Macaroni chicken soup is a delightful food when it’s cold or when there is a heavy rainfall. The hot, creamy soup is just irresistible to eat.
What I love about this dish, macaroni chicken soup is that, it’s so easy to prepare and the ingredients can always be available. I call it macaroni chicken soup simply because, chicken is the main flavor of this soup. Sometimes, I also put beef (macaroni beef soup) instead of chicken or pork if it is the one available or hotdog or sausage tidbits if there are no available meats in the fridge. 🙂
1/2 kilogram macaroni
1/2 kilogram chicken breast
1 can evaporated milk (370 ml)
1/4 cup fish sauce (patis)
1 medium sized carrots – diced finely
2 pieces potato – diced finely
1 stalk celery – sliced finely
1 cup cabbage – sliced finely
2 medium sized onions – minced
3 cloves garlic – minced
1 teaspoon ground black pepper
3 tablespoons vegetable or canola oil
2 liters water
salt to taste
1) Boil the chicken in a half liter of water for 10 minutes. Set aside the chicken stock then slice the chicken thinly.

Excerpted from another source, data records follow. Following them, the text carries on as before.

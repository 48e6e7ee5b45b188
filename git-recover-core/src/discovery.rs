//! Commit discovery from the two lossy sources git offers.
//!
//! - `git fsck` reports commit objects nothing references any more.
//! - The HEAD reflog lists commits recently checked out, bounded to
//!   [`HISTORY_LIMIT`] entries.
//!
//! Both are best-effort: a record whose details cannot be read or whose line does
//! not parse is skipped, never fatal. Only a failure to run the query itself is an
//! error, and each source fails independently (see [`discover_all`]).

use tracing::{debug, info, warn};

use crate::backend::GitBackend;
use crate::dedup;
use crate::error::{DiscoveryError, ParseError};
use crate::types::{CommitRecord, CommitSource};

/// Number of reflog entries scanned.
pub const HISTORY_LIMIT: usize = 50;

/// `--format` string producing `hash|date|author|subject`.
pub const COMMIT_FORMAT: &str = "--format=%H|%cd|%an|%s";

const FIELD_DELIMITER: char = '|';
const FIELD_COUNT: usize = 4;
const DANGLING_MARKER: &str = "dangling commit";

// `--no-reflogs` counts reflog-only commits as dangling, matching what
// `--lost-found` reports, but without writing into .git/lost-found.
const DANGLING_SCAN: [&str; 4] = ["fsck", "--no-progress", "--no-reflogs", "--dangling"];

/// Parses one `hash|date|author|subject` line into a record tagged with `source`.
///
/// The line is trimmed first. Exactly four fields are required and the hash must
/// be non-empty; a subject containing `|` therefore does not parse.
///
/// # Errors
///
/// [`ParseError`] describing the field count found.
pub fn parse_commit_line(line: &str, source: CommitSource) -> Result<CommitRecord, ParseError> {
    let line = line.trim();
    let fields: Vec<&str> = line.split(FIELD_DELIMITER).collect();
    if fields.len() != FIELD_COUNT || fields[0].is_empty() {
        return Err(ParseError {
            line: line.to_owned(),
            expected: FIELD_COUNT,
            found: fields.len(),
        });
    }
    Ok(CommitRecord {
        hash: fields[0].to_owned(),
        date: fields[1].to_owned(),
        author: fields[2].to_owned(),
        message: fields[3].to_owned(),
        source,
    })
}

/// Extracts commit hashes from `git fsck` output.
///
/// Lines without the `dangling commit` marker (dangling blobs, trees, progress
/// chatter) are ignored, as are marker lines with fewer than three tokens.
pub fn parse_dangling_hashes(fsck_output: &str) -> Vec<&str> {
    fsck_output
        .lines()
        .filter(|line| line.contains(DANGLING_MARKER))
        .filter_map(|line| line.split_whitespace().nth(2))
        .collect()
}

/// Finds unreferenced commits with `git fsck` and reads each one's details.
///
/// A detail query that fails or returns an unparseable line drops that candidate.
///
/// # Errors
///
/// [`DiscoveryError::BackendUnavailable`] if the fsck scan itself cannot run.
pub fn discover_dangling<B: GitBackend + ?Sized>(
    backend: &B,
) -> Result<Vec<CommitRecord>, DiscoveryError> {
    let output = backend.run(&DANGLING_SCAN)?;

    let mut commits = Vec::new();
    for hash in parse_dangling_hashes(&output) {
        let details = match backend.run(&["show", "-s", COMMIT_FORMAT, hash]) {
            Ok(details) => details,
            Err(e) => {
                debug!(%hash, error = %e, "skipping dangling commit without readable details");
                continue;
            }
        };
        match parse_commit_line(&details, CommitSource::Dangling) {
            Ok(record) => commits.push(record),
            Err(e) => debug!(%hash, error = %e, "skipping dangling commit"),
        }
    }
    Ok(commits)
}

/// Reads the most recent `limit` reflog entries as recoverable commits.
///
/// Blank and malformed lines are skipped.
///
/// # Errors
///
/// [`DiscoveryError::BackendUnavailable`] if `git reflog` cannot run (including a
/// repository without any commits yet).
pub fn discover_from_history<B: GitBackend + ?Sized>(
    backend: &B,
    limit: usize,
) -> Result<Vec<CommitRecord>, DiscoveryError> {
    let limit = limit.to_string();
    let output = backend.run(&["reflog", COMMIT_FORMAT, "-n", &limit])?;

    let commits = output
        .lines()
        .filter(|line| !line.trim().is_empty())
        .filter_map(|line| match parse_commit_line(line, CommitSource::Reflog) {
            Ok(record) => Some(record),
            Err(e) => {
                debug!(error = %e, "skipping reflog line");
                None
            }
        })
        .collect();
    Ok(commits)
}

/// Outcome of querying both discovery sources.
#[derive(Debug, Default)]
pub struct DiscoveryReport {
    /// Merged, deduplicated commits: dangling first, then reflog.
    pub commits: Vec<CommitRecord>,
    pub dangling_error: Option<DiscoveryError>,
    pub history_error: Option<DiscoveryError>,
}

impl DiscoveryReport {
    /// True when neither source could be queried, as opposed to a clean repository.
    pub fn backend_broken(&self) -> bool {
        self.dangling_error.is_some() && self.history_error.is_some()
    }
}

/// Queries both sources concurrently and merges whatever succeeded.
///
/// A failing source is recorded in the report and logged; it never hides the
/// other source's results.
pub fn discover_all<B: GitBackend + ?Sized>(backend: &B) -> DiscoveryReport {
    let (dangling, history) = std::thread::scope(|s| {
        let dangling = s.spawn(|| discover_dangling(backend));
        let history = discover_from_history(backend, HISTORY_LIMIT);
        let dangling = dangling
            .join()
            .unwrap_or_else(|panic| std::panic::resume_unwind(panic));
        (dangling, history)
    });

    let mut report = DiscoveryReport::default();
    let dangling = match dangling {
        Ok(commits) => commits,
        Err(e) => {
            warn!(error = %e, "dangling commit scan failed");
            report.dangling_error = Some(e);
            Vec::new()
        }
    };
    let history = match history {
        Ok(commits) => commits,
        Err(e) => {
            warn!(error = %e, "reflog scan failed");
            report.history_error = Some(e);
            Vec::new()
        }
    };

    info!(
        dangling = dangling.len(),
        reflog = history.len(),
        "discovery finished"
    );
    report.commits = dedup::merge(dangling, history);
    report
}

#[cfg(test)]
mod tests {
    use super::*;
    use crate::testing::ScriptedGit;

    const FSCK: &str = "fsck --no-progress --no-reflogs --dangling";
    const REFLOG: &str = "reflog --format=%H|%cd|%an|%s -n 50";

    fn show(hash: &str) -> String {
        format!("show -s --format=%H|%cd|%an|%s {hash}")
    }

    #[test]
    fn parses_well_formed_line() {
        let record =
            parse_commit_line("  abc123|Mon Jan 1 2024|Ada|fix parser  \n", CommitSource::Reflog)
                .unwrap();
        assert_eq!(record.hash, "abc123");
        assert_eq!(record.date, "Mon Jan 1 2024");
        assert_eq!(record.author, "Ada");
        assert_eq!(record.message, "fix parser");
        assert_eq!(record.source, CommitSource::Reflog);
    }

    #[test]
    fn rejects_wrong_field_count() {
        let err = parse_commit_line("abc|date|author", CommitSource::Reflog).unwrap_err();
        assert_eq!(err.found, 3);
        let err = parse_commit_line("abc|date|author|a|b", CommitSource::Reflog).unwrap_err();
        assert_eq!(err.found, 5);
    }

    #[test]
    fn rejects_empty_hash() {
        assert!(parse_commit_line("|date|author|subject", CommitSource::Dangling).is_err());
    }

    #[test]
    fn dangling_hashes_ignore_other_objects() {
        let out = "Checking object directories\n\
                   dangling blob 1111111111\n\
                   dangling commit 2222222222\n\
                   dangling tree 3333333333\n\
                   dangling commit 4444444444\n\
                   dangling commit";
        assert_eq!(parse_dangling_hashes(out), vec!["2222222222", "4444444444"]);
    }

    #[test]
    fn dangling_scan_drops_candidates_without_details() {
        let git = ScriptedGit::new()
            .ok(FSCK, "dangling commit aaa1111\ndangling commit bbb2222\ndangling commit ccc3333")
            .ok(&show("aaa1111"), "aaa1111|D1|A|fix")
            .fail(&show("bbb2222"), "fatal: bad object bbb2222")
            .ok(&show("ccc3333"), "ccc3333|D3|C|sub|ject");

        let commits = discover_dangling(&git).unwrap();
        assert_eq!(commits.len(), 1);
        assert_eq!(commits[0].hash, "aaa1111");
        assert_eq!(commits[0].source, CommitSource::Dangling);
    }

    #[test]
    fn dangling_scan_failure_is_backend_unavailable() {
        let git = ScriptedGit::new().fail(FSCK, "fatal: not a git repository");
        let err = discover_dangling(&git).unwrap_err();
        assert!(matches!(err, DiscoveryError::BackendUnavailable(_)));
    }

    #[test]
    fn empty_scan_is_not_an_error() {
        let git = ScriptedGit::new().ok(FSCK, "").ok(REFLOG, "");
        assert!(discover_dangling(&git).unwrap().is_empty());
        assert!(discover_from_history(&git, HISTORY_LIMIT).unwrap().is_empty());
    }

    #[test]
    fn history_skips_malformed_lines() {
        let git = ScriptedGit::new().ok(
            REFLOG,
            "aaa1111|D1|A|fix\n\nnot a commit line\nbbb2222|D2|B|wip\n",
        );
        let commits = discover_from_history(&git, HISTORY_LIMIT).unwrap();
        let hashes: Vec<&str> = commits.iter().map(|c| c.hash.as_str()).collect();
        assert_eq!(hashes, vec!["aaa1111", "bbb2222"]);
        assert!(commits.iter().all(|c| c.source == CommitSource::Reflog));
    }

    #[test]
    fn history_passes_limit_to_git() {
        let git = ScriptedGit::new().ok("reflog --format=%H|%cd|%an|%s -n 7", "");
        discover_from_history(&git, 7).unwrap();
        assert_eq!(git.calls(), vec!["reflog --format=%H|%cd|%an|%s -n 7".to_owned()]);
    }

    #[test]
    fn discover_all_prefers_dangling_classification() {
        let git = ScriptedGit::new()
            .ok(FSCK, "dangling commit aaa1111")
            .ok(&show("aaa1111"), "aaa1111|D1|A|fix")
            .ok(REFLOG, "aaa1111|D1|A|fix\nbbb2222|D2|B|wip");

        let report = discover_all(&git);
        assert!(report.dangling_error.is_none());
        assert!(report.history_error.is_none());
        assert_eq!(report.commits.len(), 2);
        assert_eq!(report.commits[0].hash, "aaa1111");
        assert_eq!(report.commits[0].source, CommitSource::Dangling);
        assert_eq!(report.commits[1].source, CommitSource::Reflog);
    }

    #[test]
    fn discover_all_keeps_surviving_source() {
        let git = ScriptedGit::new()
            .fail(FSCK, "fatal: fsck broke")
            .ok(REFLOG, "bbb2222|D2|B|wip");

        let report = discover_all(&git);
        assert!(report.dangling_error.is_some());
        assert!(!report.backend_broken());
        assert_eq!(report.commits.len(), 1);
    }

    #[test]
    fn both_sources_failing_is_reported_as_broken() {
        let git = ScriptedGit::new();
        let report = discover_all(&git);
        assert!(report.backend_broken());
        assert!(report.commits.is_empty());
    }

    #[test]
    fn clean_repository_is_empty_but_not_broken() {
        let git = ScriptedGit::new().ok(FSCK, "").ok(REFLOG, "");
        let report = discover_all(&git);
        assert!(report.commits.is_empty());
        assert!(!report.backend_broken());
        assert!(!git.calls().iter().any(|c| c.starts_with("branch")));
    }
}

2) While boiling the chicken, boil also the macaroni pasta in a separate pot, stirring it once in a while.
3) While the macaroni pasta is boiling, saute the garlic, onion, and chicken then add the half of the fish sauce. Saute until chicken turns into light brown.
4) Add the sauteed chicken, chicken stock and evaporated milk into the boiling macaroni pasta and stir once in a while.
5) Add the potato, carrots and the rest of the fish sauce and continue to simmer for 5 minutes, stirring once in a while.
6) Add the cabbage, celery, pepper and salt to taste, and continue to simmer for 2-4 minutes.